Asteroid: Resource-Efficient Hybrid Pipeline Parallelism for Collaborative DNN Training on Heterogeneous Edge Devices

Shengyuan Ye,Liekang Zeng,Xiaowen Chu,Guoliang Xing,Xu Chen
2024-08-15
Abstract:On-device Deep Neural Network (DNN) training has been recognized as crucial for privacy-preserving machine learning at the edge. However, the intensive training workload and limited onboard computing resources pose significant challenges to the availability and efficiency of model training. While existing works address these challenges through native resource management optimization, we instead leverage our observation that edge environments usually comprise a rich set of accompanying trusted edge devices with idle resources beyond a single terminal. We propose Asteroid, a distributed edge training system that breaks the resource walls across heterogeneous edge devices for efficient model training acceleration. Asteroid adopts a hybrid pipeline parallelism to orchestrate distributed training, along with a judicious parallelism planning for maximizing throughput under certain resource constraints. Furthermore, a fault-tolerant yet lightweight pipeline replay mechanism is developed to tame the device-level dynamics for training robustness and performance stability. We implement Asteroid on heterogeneous edge devices with both vision and language models, demonstrating up to 12.2x faster training than conventional parallelism methods and 2.1x faster than state-of-the-art hybrid parallelism methods through evaluations. Furthermore, Asteroid can recover training pipeline 14x faster than baseline methods while preserving comparable throughput despite unexpected device exiting and failure.

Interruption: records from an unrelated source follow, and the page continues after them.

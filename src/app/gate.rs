//! Route-level auth gate.
//!
//! It only knows whether a session is valid. Organization
//! membership and role are re-checked by every action.

use axum::{
    extract::{Request, State},
    middleware::Next,
    response::{IntoResponse, Redirect, Response},
};
use axum_extra::extract::cookie::CookieJar;

use crate::app::{domain::validation_helpers, session::SessionContext, AppState};

pub const PROTECTED_PREFIX: &str = "/dashboard";
pub const LOGIN_PATH: &str = "/login";
pub const LANDING_PATH: &str = "/dashboard";
pub const ENTRY_PATHS: &[&str] = &["/login", "/signup"];

/// Path prefixes served without consulting the gate.
pub const EXCLUDED_PREFIXES: &[&str] = &["/static/", "/image/"];
pub const EXCLUDED_PATHS: &[&str] = &["/favicon.ico"];

#[derive(Debug, Clone, Copy, PartialEq, Eq)]
pub enum AuthStatus {
    Unauthenticated,
    Authenticated,
}

#[derive(Debug, Clone, PartialEq, Eq)]
pub enum GateDecision {
    PassThrough,
    Redirect(&'static str),
}

/// Requests the gate never looks at: static assets, image endpoints, favicon.
pub fn is_excluded(path: &str) -> bool {
    EXCLUDED_PATHS.contains(&path)
        || EXCLUDED_PREFIXES.iter().any(|p| path.starts_with(p))
        || validation_helpers::has_image_extension(path)
}

/// `/dashboard` and everything below it, but not `/dashboards`.
pub fn is_protected(path: &str) -> bool {
    path == PROTECTED_PREFIX
        || path
            .strip_prefix(PROTECTED_PREFIX)
            .is_some_and(|rest| rest.starts_with('/'))
}

pub fn is_entry_page(path: &str) -> bool {
    let trimmed = if path.len() > 1 { path.trim_end_matches('/') } else { path };
    ENTRY_PATHS.contains(&trimmed)
}

pub fn decide(status: AuthStatus, path: &str) -> GateDecision {
    match status {
        AuthStatus::Unauthenticated if is_protected(path) => GateDecision::Redirect(LOGIN_PATH),
        AuthStatus::Authenticated if is_entry_page(path) => GateDecision::Redirect(LANDING_PATH),
        _ => GateDecision::PassThrough,
    }
}

/// Middleware: run `decide` for every non-excluded request.
/// A failed session lookup counts as unauthenticated. A valid session is
/// handed to handlers through request extensions.
pub async fn auth_gate(
    State(state): State<AppState>,
    jar: CookieJar,
    mut request: Request,
    next: Next,
) -> Response {
    let path = request.uri().path().to_string();
    if is_excluded(&path) {
        return next.run(request).await;
    }

    let status = match SessionContext::from_jar(&state, &jar).await {
        Ok(Some(context)) => {
            request.extensions_mut().insert(context);
            AuthStatus::Authenticated
        }
        Ok(None) => AuthStatus::Unauthenticated,
        Err(err) => {
            tracing::error!(%err, path = %path, "session lookup failed in auth gate");
            AuthStatus::Unauthenticated
        }
    };

    match decide(status, &path) {
        GateDecision::PassThrough => next.run(request).await,
        GateDecision::Redirect(to) => {
            tracing::debug!(path = %path, ?status, to, "auth gate redirect");
            Redirect::to(to).into_response()
        }
    }
}

#[cfg(test)]
mod tests {
    use super::*;

    #[test]
    fn unauthenticated_protected_redirects_to_login() {
        for path in ["/dashboard", "/dashboard/customers", "/dashboard/settings/organization"] {
            assert_eq!(
                decide(AuthStatus::Unauthenticated, path),
                GateDecision::Redirect("/login"),
                "{path}"
            );
        }
    }

    #[test]
    fn authenticated_entry_page_redirects_to_dashboard() {
        for path in ["/login", "/signup", "/login/"] {
            assert_eq!(
                decide(AuthStatus::Authenticated, path),
                GateDecision::Redirect("/dashboard"),
                "{path}"
            );
        }
    }

    #[test]
    fn other_combinations_pass_through() {
        let cases = [
            (AuthStatus::Unauthenticated, "/"),
            (AuthStatus::Unauthenticated, "/login"),
            (AuthStatus::Unauthenticated, "/signup"),
            (AuthStatus::Unauthenticated, "/dashboards"),
            (AuthStatus::Authenticated, "/dashboard"),
            (AuthStatus::Authenticated, "/dashboard/stores"),
            (AuthStatus::Authenticated, "/"),
            (AuthStatus::Authenticated, "/logout"),
            (AuthStatus::Authenticated, "/login-help"),
        ];
        for (status, path) in cases {
            assert_eq!(decide(status, path), GateDecision::PassThrough, "{status:?} {path}");
        }
    }

    #[test]
    fn exclusion_list() {
        assert!(is_excluded("/favicon.ico"));
        assert!(is_excluded("/static/app.css"));
        assert!(is_excluded("/image/resize"));
        assert!(is_excluded("/dashboard/logo.png"));
        assert!(is_excluded("/hero.WEBP"));
        assert!(!is_excluded("/dashboard"));
        assert!(!is_excluded("/static"));
        assert!(!is_excluded("/login"));
    }
}
use sqlx::{FromRow, SqliteExecutor};
use time::{Date, OffsetDateTime};

use crate::app::domain::{CouponCode, CouponId, OrganizationId};

/// Database row for coupons table. `expires_on` is an ISO date (YYYY-MM-DD).
#[derive(Debug, Clone, FromRow)]
pub struct Coupon {
    pub id: String,
    pub organization_id: String,
    pub code: String,
    pub discount_percent: i64,
    pub expires_on: Option<String>,
    pub active: bool,
    pub created_at: i64,
}

pub struct NewCoupon {
    pub id: CouponId,
    pub organization_id: OrganizationId,
    pub code: CouponCode,
    pub discount_percent: u8,
    pub expires_on: Option<Date>,
}

/// Outcome of inserting a coupon.
#[derive(Debug, PartialEq, Eq)]
pub enum InsertCoupon {
    Inserted,
    /// The organization already has a coupon with this code.
    DuplicateCode,
}

pub async fn insert<'e, E>(executor: E, coupon: &NewCoupon) -> Result<InsertCoupon, sqlx::Error>
where
    E: SqliteExecutor<'e>,
{
    let now = OffsetDateTime::now_utc().unix_timestamp();
    let result = sqlx::query(
        "INSERT INTO coupons (id, organization_id, code, discount_percent, expires_on, active, created_at) \
         VALUES (?, ?, ?, ?, ?, 1, ?)",
    )
    .bind(coupon.id.as_str())
    .bind(coupon.organization_id.as_str())
    .bind(coupon.code.as_str())
    .bind(coupon.discount_percent as i64)
    .bind(coupon.expires_on.map(|d| d.to_string()))
    .bind(now)
    .execute(executor)
    .await;

    match result {
        Ok(_) => Ok(InsertCoupon::Inserted),
        Err(sqlx::Error::Database(err)) if err.is_unique_violation() => {
            Ok(InsertCoupon::DuplicateCode)
        }
        Err(err) => Err(err),
    }
}

/// Coupons of an organization, newest first.
pub async fn list_for_organization<'e, E>(
    executor: E,
    organization_id: &OrganizationId,
) -> Result<Vec<Coupon>, sqlx::Error>
where
    E: SqliteExecutor<'e>,
{
    sqlx::query_as::<_, Coupon>(
        "SELECT id, organization_id, code, discount_percent, expires_on, active, created_at \
         FROM coupons WHERE organization_id = ? ORDER BY created_at DESC, id DESC",
    )
    .bind(organization_id.as_str())
    .fetch_all(executor)
    .await
}

/// Flip a coupon between active and inactive.
/// Returns false when no coupon of this organization matched.
pub async fn toggle_active_in_organization<'e, E>(
    executor: E,
    organization_id: &OrganizationId,
    coupon_id: &CouponId,
) -> Result<bool, sqlx::Error>
where
    E: SqliteExecutor<'e>,
{
    let result = sqlx::query(
        "UPDATE coupons SET active = 1 - active WHERE id = ? AND organization_id = ?",
    )
    .bind(coupon_id.as_str())
    .bind(organization_id.as_str())
    .execute(executor)
    .await?;
    Ok(result.rows_affected() > 0)
}
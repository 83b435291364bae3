pub mod auth;
pub mod coupons;
pub mod customers;
pub mod dashboard;
pub mod layout;
pub mod organization;
pub mod shifts;
pub mod stores;
pub mod visits;
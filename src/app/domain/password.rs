use argon2::{
    password_hash::{self, SaltString},
    Argon2, PasswordHash, PasswordHasher, PasswordVerifier,
};
use rand_core::OsRng;
use validator::ValidationError;

const MIN_CHARS: usize = 8;
const MAX_CHARS: usize = 128;

/// Plaintext password. Values built with `new` meet the signup strength rules.
#[derive(Debug, Clone)]
pub struct Password(String);

fn rejected(code: &'static str, message: &'static str) -> ValidationError {
    let mut error = ValidationError::new(code);
    error.message = Some(message.into());
    error
}

impl Password {
    /// Plaintext typed at login. Strength rules are not applied, so accounts
    /// created under older rules can still sign in.
    pub fn for_verification(plaintext: String) -> Self {
        Self(plaintext)
    }

    /// Signup password. Length is counted in characters, not bytes.
    pub fn new(plaintext: String) -> Result<Self, ValidationError> {
        let chars = plaintext.chars().count();
        if chars == 0 {
            return Err(rejected("password_missing", "Password is required"));
        }
        if chars < MIN_CHARS {
            return Err(rejected(
                "password_too_short",
                "Password should be at least 8 characters",
            ));
        }
        if chars > MAX_CHARS {
            return Err(rejected(
                "password_too_long",
                "Password should be at most 128 characters",
            ));
        }

        let mixed = plaintext.chars().any(char::is_uppercase)
            && plaintext.chars().any(char::is_lowercase)
            && plaintext.chars().any(|c| c.is_ascii_digit());
        if !mixed {
            return Err(rejected(
                "weak_password",
                "Password should contain uppercase, lowercase, and digit characters",
            ));
        }

        Ok(Self(plaintext))
    }

    fn bytes(&self) -> &[u8] {
        self.0.as_bytes()
    }
}

/// Argon2id PHC string as stored in `users.password_hash`.
#[derive(Debug, Clone)]
pub struct HashedPassword(String);

impl HashedPassword {
    pub fn from_password(password: &Password) -> Result<Self, password_hash::Error> {
        let salt = SaltString::generate(&mut OsRng);
        let phc = Argon2::default().hash_password(password.bytes(), &salt)?;
        Ok(Self(phc.to_string()))
    }

    /// `Err` both for a wrong password and for a stored value that is not a
    /// PHC string.
    pub fn verify(&self, password: &Password) -> Result<(), password_hash::Error> {
        let stored = PasswordHash::new(&self.0)?;
        Argon2::default().verify_password(password.bytes(), &stored)
    }

    pub fn from_string(phc: String) -> Self {
        Self(phc)
    }

    pub fn as_str(&self) -> &str {
        &self.0
    }
}

#[cfg(test)]
mod tests {
    use super::*;

    fn code_of(plaintext: &str) -> String {
        Password::new(plaintext.to_string()).unwrap_err().code.to_string()
    }

    #[test]
    fn accepts_mixed_password() {
        assert!(Password::new("Salon2026".to_string()).is_ok());
    }

    #[test]
    fn rejection_codes() {
        assert_eq!(code_of(""), "password_missing");
        assert_eq!(code_of("Sal0n"), "password_too_short");
        assert_eq!(code_of(&format!("Aa1{}", "x".repeat(MAX_CHARS))), "password_too_long");
        assert_eq!(code_of("salon2026"), "weak_password");
        assert_eq!(code_of("SALON2026"), "weak_password");
        assert_eq!(code_of("SalonBook"), "weak_password");
    }

    #[test]
    fn short_message_is_provider_style() {
        let err = Password::new("Sal0n".to_string()).unwrap_err();
        assert_eq!(err.message.as_deref(), Some("Password should be at least 8 characters"));
    }

    #[test]
    fn length_counts_characters() {
        // Seven characters, but well over eight bytes.
        assert_eq!(code_of("Aaさくら1本"), "password_too_short");
    }

    #[test]
    fn hash_verifies_only_the_same_password() {
        let password = Password::new("TestPassword123".to_string()).unwrap();
        let hash = HashedPassword::from_password(&password).unwrap();
        assert!(hash.verify(&password).is_ok());

        let other = Password::for_verification("WrongPassword456".to_string());
        assert!(hash.verify(&other).is_err());
    }

    #[test]
    fn garbage_hash_never_verifies() {
        let hash = HashedPassword::from_string("not-a-phc-string".to_string());
        assert!(hash.verify(&Password::for_verification("anything".to_string())).is_err());
    }

    #[test]
    fn for_verification_skips_strength_rules() {
        let weak = Password::for_verification("password".to_string());
        let hash = HashedPassword::from_password(&weak).unwrap();
        assert!(hash.verify(&weak).is_ok());
    }
}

Distributed, Parallel, and Cluster Computing,Artificial Intelligence,Computer Vision and Pattern Recognition,Machine Learning,Networking and Internet Architecture
What problem does this paper attempt to address?
### Problems the Paper Attempts to Solve The paper aims to address the issues of resource constraints and efficiency in on-device deep neural network (DNN) training. Specifically: 1. **Efficient DNN Training in Resource-Constrained Environments**: - When training DNNs on edge devices, limited computational resources and insufficient communication bandwidth lead to prolonged training times and poor stability. - The paper proposes a new system called Asteroid, which accelerates the training process by using a Hybrid Pipeline Parallelism (HPP) mechanism that leverages multiple heterogeneous edge devices. 2. **Effective Collaboration of Heterogeneous Edge Devices**: - Edge environments typically consist of various types of devices (such as tablets, laptops, etc.) with different computational capabilities and memory capacities. - Asteroid maximizes resource utilization among heterogeneous devices through optimized device grouping strategies and micro-batch allocation. 3. **Fault Tolerance and Dynamic Adaptability**: - In practical applications, edge devices may experience failures or dynamic changes (such as device mobility or task switching). - The paper designs a lightweight fault tolerance mechanism that enhances system robustness and performance stability through coarse-grained workload migration and topology-driven model replication. Through these methods, Asteroid achieves efficient distributed training on heterogeneous edge devices, significantly improving training speed and system reliability.